[ACTIVITY]
Go over the data and copy out each line with "await" in it.

##### INFORMATION SUPPLIED #####

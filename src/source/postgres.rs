use std::time::Instant;

use async_trait::async_trait;
use serde_json::Value;
use sqlx::PgPool;
use sqlx::postgres::PgPoolOptions;
use tracing::{error, info, warn};

use crate::config::is_table_identifier;
use crate::mapper::map_row;
use crate::matcher::filter_matching;
use crate::models::{RawRow, Record, TableRow};
use crate::normalize::normalize;
use crate::source::{DataSource, DataSourceError};

/// Certificates stored in a Postgres table.
///
/// With `unaccent` on, `search` narrows the scan with an accent-insensitive
/// `ILIKE` on the name column. Without the extension a raw `ILIKE` would
/// drop rows that differ from the query only by accents, so the whole table
/// is scanned instead. Either way the local matcher has the final word,
/// since `ILIKE` only understands a single substring.
#[derive(Clone)]
pub struct PostgresSource {
    pool: PgPool,
    table: String,
    unaccent: bool,
}

impl PostgresSource {
    pub fn new(pool: PgPool, table: String, unaccent: bool) -> Result<Self, DataSourceError> {
        if !is_table_identifier(&table) {
            return Err(DataSourceError::Config(format!(
                "invalid table name '{table}'"
            )));
        }
        Ok(Self {
            pool,
            table,
            unaccent,
        })
    }

    /// Pool that opens its first connection on first use.
    pub fn connect_lazy(
        database_url: &str,
        table: String,
        max_connections: u32,
        unaccent: bool,
    ) -> Result<Self, DataSourceError> {
        let pool = PgPoolOptions::new()
            .max_connections(max_connections)
            .connect_lazy(database_url)
            .map_err(|e| DataSourceError::Config(format!("invalid database URL: {e}")))?;
        Self::new(pool, table, unaccent)
    }

    fn select_all_sql(&self) -> String {
        format!("SELECT to_jsonb(t) FROM {} t", self.table)
    }

    fn select_matching_sql(&self) -> String {
        format!(
            "SELECT to_jsonb(t) FROM {} t WHERE unaccent(t.nome_aluno) ILIKE unaccent($1) ESCAPE '\\'",
            self.table
        )
    }

    /// Statement and bind parameter used for `query`, or `None` when the
    /// query has no tokens.
    fn search_statement(&self, query: &str) -> Option<(String, Option<String>)> {
        let pattern = remote_pattern(query)?;
        if self.unaccent {
            Some((self.select_matching_sql(), Some(pattern)))
        } else {
            Some((self.select_all_sql(), None))
        }
    }

    async fn fetch_rows(
        &self,
        sql: &str,
        pattern: Option<&str>,
    ) -> Result<Vec<Value>, DataSourceError> {
        let start = Instant::now();
        info!(
            stage = "source",
            event = "source.query.begin",
            source = self.kind(),
            table = %self.table,
            filtered = pattern.is_some(),
            "querying certificate table"
        );

        let mut query = sqlx::query_scalar::<_, Value>(sql);
        if let Some(pattern) = pattern {
            query = query.bind(pattern);
        }

        match query.fetch_all(&self.pool).await {
            Ok(rows) => {
                info!(
                    stage = "source",
                    event = "source.query.end",
                    source = self.kind(),
                    result = "ok",
                    row_count = rows.len(),
                    duration_ms = start.elapsed().as_millis(),
                    "certificate table queried"
                );
                Ok(rows)
            }
            Err(err) => {
                error!(
                    stage = "source",
                    event = "source.query.end",
                    source = self.kind(),
                    result = "fail",
                    duration_ms = start.elapsed().as_millis(),
                    error = %err,
                    "certificate table query failed"
                );
                Err(err.into())
            }
        }
    }
}

/// Maps JSON-encoded table rows, dropping rows with unexpected column types
/// or missing required fields.
pub fn decode_rows(rows: Vec<Value>) -> Vec<Record> {
    rows.into_iter()
        .filter_map(|value| match serde_json::from_value::<TableRow>(value) {
            Ok(row) => map_row(RawRow::Table(row)),
            Err(err) => {
                warn!(
                    stage = "source",
                    event = "source.row.skip",
                    error = %err,
                    "skipping undecodable table row"
                );
                None
            }
        })
        .collect()
}

/// Decodes rows returned for `query` and keeps those the local matcher
/// accepts.
pub fn refine(rows: Vec<Value>, query: &str) -> Vec<Record> {
    filter_matching(decode_rows(rows), query)
}

/// `ILIKE` pattern for the longest query token, normalized and with LIKE
/// metacharacters escaped. Every record the local matcher accepts contains
/// every normalized token, so an accent-insensitive filter on one token
/// never loses a match.
pub fn remote_pattern(query: &str) -> Option<String> {
    let token = query
        .split_whitespace()
        .max_by_key(|token| token.chars().count())?;

    let token = normalize(token);
    let mut pattern = String::with_capacity(token.len() + 2);
    pattern.push('%');
    for ch in token.chars() {
        if matches!(ch, '\\' | '%' | '_') {
            pattern.push('\\');
        }
        pattern.push(ch);
    }
    pattern.push('%');
    Some(pattern)
}

#[async_trait]
impl DataSource for PostgresSource {
    fn kind(&self) -> &'static str {
        "hosted_table"
    }

    async fn fetch_all(&self) -> Result<Vec<Record>, DataSourceError> {
        let rows = self.fetch_rows(&self.select_all_sql(), None).await?;
        Ok(decode_rows(rows))
    }

    async fn search(&self, query: &str) -> Result<Vec<Record>, DataSourceError> {
        let Some((sql, pattern)) = self.search_statement(query) else {
            return Ok(Vec::new());
        };

        let rows = self.fetch_rows(&sql, pattern.as_deref()).await?;
        let scanned = rows.len();
        let hits = refine(rows, query);
        info!(
            stage = "search",
            event = "search.local_filter",
            source = self.kind(),
            scanned,
            matched = hits.len(),
            "re-verified table rows"
        );
        Ok(hits)
    }
}

#[cfg(test)]
mod tests {
    use super::*;
    use pretty_assertions::assert_eq;
    use serde_json::json;

    const DATABASE_URL: &str = "postgres://user:pw@localhost:5432/certs";

    fn source(table: &str, unaccent: bool) -> PostgresSource {
        PostgresSource::connect_lazy(DATABASE_URL, table.to_string(), 1, unaccent).expect("source")
    }

    fn row(name: &str) -> Value {
        json!({
            "nome_aluno": name,
            "local_treinamento": "SP",
            "data_conclusao": "2024-01-15",
            "certificado_url": null
        })
    }

    fn names(records: &[Record]) -> Vec<&str> {
        records.iter().map(Record::name).collect()
    }

    #[test]
    fn pattern_uses_longest_normalized_token() {
        assert_eq!(remote_pattern("Ana Paula").as_deref(), Some("%paula%"));
        assert_eq!(remote_pattern("  JOÃO  ").as_deref(), Some("%joao%"));
        assert_eq!(remote_pattern("   "), None);
        assert_eq!(remote_pattern(""), None);
    }

    #[test]
    fn pattern_escapes_like_metacharacters() {
        assert_eq!(remote_pattern("50%_a\\b").as_deref(), Some("%50\\%\\_a\\\\b%"));
    }

    #[test]
    fn decodes_rows_and_skips_bad_ones() {
        let rows = vec![
            json!({
                "id": 1,
                "nome_aluno": "Ana Paula",
                "local_treinamento": "SP",
                "data_conclusao": "2024-01-15",
                "certificado_url": "https://drive.google.com/file/d/ZZ/view",
                "certificado_download_url": null
            }),
            json!({ "nome_aluno": 42, "data_conclusao": "2024-01-15" }),
            json!({ "nome_aluno": "", "data_conclusao": "2024-01-15" }),
            json!({ "nome_aluno": "Sem Data" }),
        ];

        let records = decode_rows(rows);
        assert_eq!(records.len(), 1);
        assert_eq!(records[0].name(), "Ana Paula");
        assert_eq!(records[0].completion_date(), "15/01/2024");
        assert_eq!(
            records[0].download_url(),
            "https://drive.google.com/uc?export=download&id=ZZ"
        );
    }

    #[test]
    fn refine_applies_every_query_word() {
        // What `ILIKE '%paula%'` could return for "paula ana".
        let rows = vec![
            row("Ana Paula Rodrigues"),
            row("Paula Souza"),
            row("Maria Paula Anastácio"),
            json!({ "nome_aluno": "Paula Sem Data" }),
        ];

        let hits = refine(rows, "paula ana");
        assert_eq!(names(&hits), vec!["Ana Paula Rodrigues", "Maria Paula Anastácio"]);
    }

    #[test]
    fn refine_matches_accented_names() {
        let rows = vec![row("João da Silva"), row("Joana Prado")];
        assert_eq!(names(&refine(rows.clone(), "joao")), vec!["João da Silva"]);
        assert_eq!(names(&refine(rows, "SILVA JOÃO")), vec!["João da Silva"]);
    }

    #[tokio::test]
    async fn builds_queries_for_the_configured_table() {
        let source = source("public.certificado_digital", true);
        assert_eq!(
            source.select_all_sql(),
            "SELECT to_jsonb(t) FROM public.certificado_digital t"
        );
        assert_eq!(
            source.search_statement("Conceição Maria"),
            Some((
                "SELECT to_jsonb(t) FROM public.certificado_digital t \
                 WHERE unaccent(t.nome_aluno) ILIKE unaccent($1) ESCAPE '\\'"
                    .to_string(),
                Some("%conceicao%".to_string()),
            ))
        );
    }

    #[tokio::test]
    async fn scans_everything_without_unaccent() {
        let source = source("certificado_digital", false);
        assert_eq!(
            source.search_statement("joao"),
            Some(("SELECT to_jsonb(t) FROM certificado_digital t".to_string(), None))
        );
    }

    #[tokio::test]
    async fn rejects_unsafe_table_names() {
        let err = PostgresSource::connect_lazy(
            DATABASE_URL,
            "certs; drop table certs".to_string(),
            1,
            false,
        )
        .err()
        .expect("should fail");
        assert!(matches!(err, DataSourceError::Config(_)));
    }

    #[tokio::test]
    async fn blank_query_skips_the_database() {
        let source = source("certificado_digital", true);
        assert_eq!(source.search_statement("  "), None);
        assert!(source.search("  ").await.expect("search").is_empty());
    }
}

#####

[WORKED SOLUTION]
        match query.fetch_all(&self.pool).await {
        let rows = self.fetch_rows(&self.select_all_sql(), None).await?;
        let rows = self.fetch_rows(&sql, pattern.as_deref()).await?;
        assert!(source.search("  ").await.expect("search").is_empty());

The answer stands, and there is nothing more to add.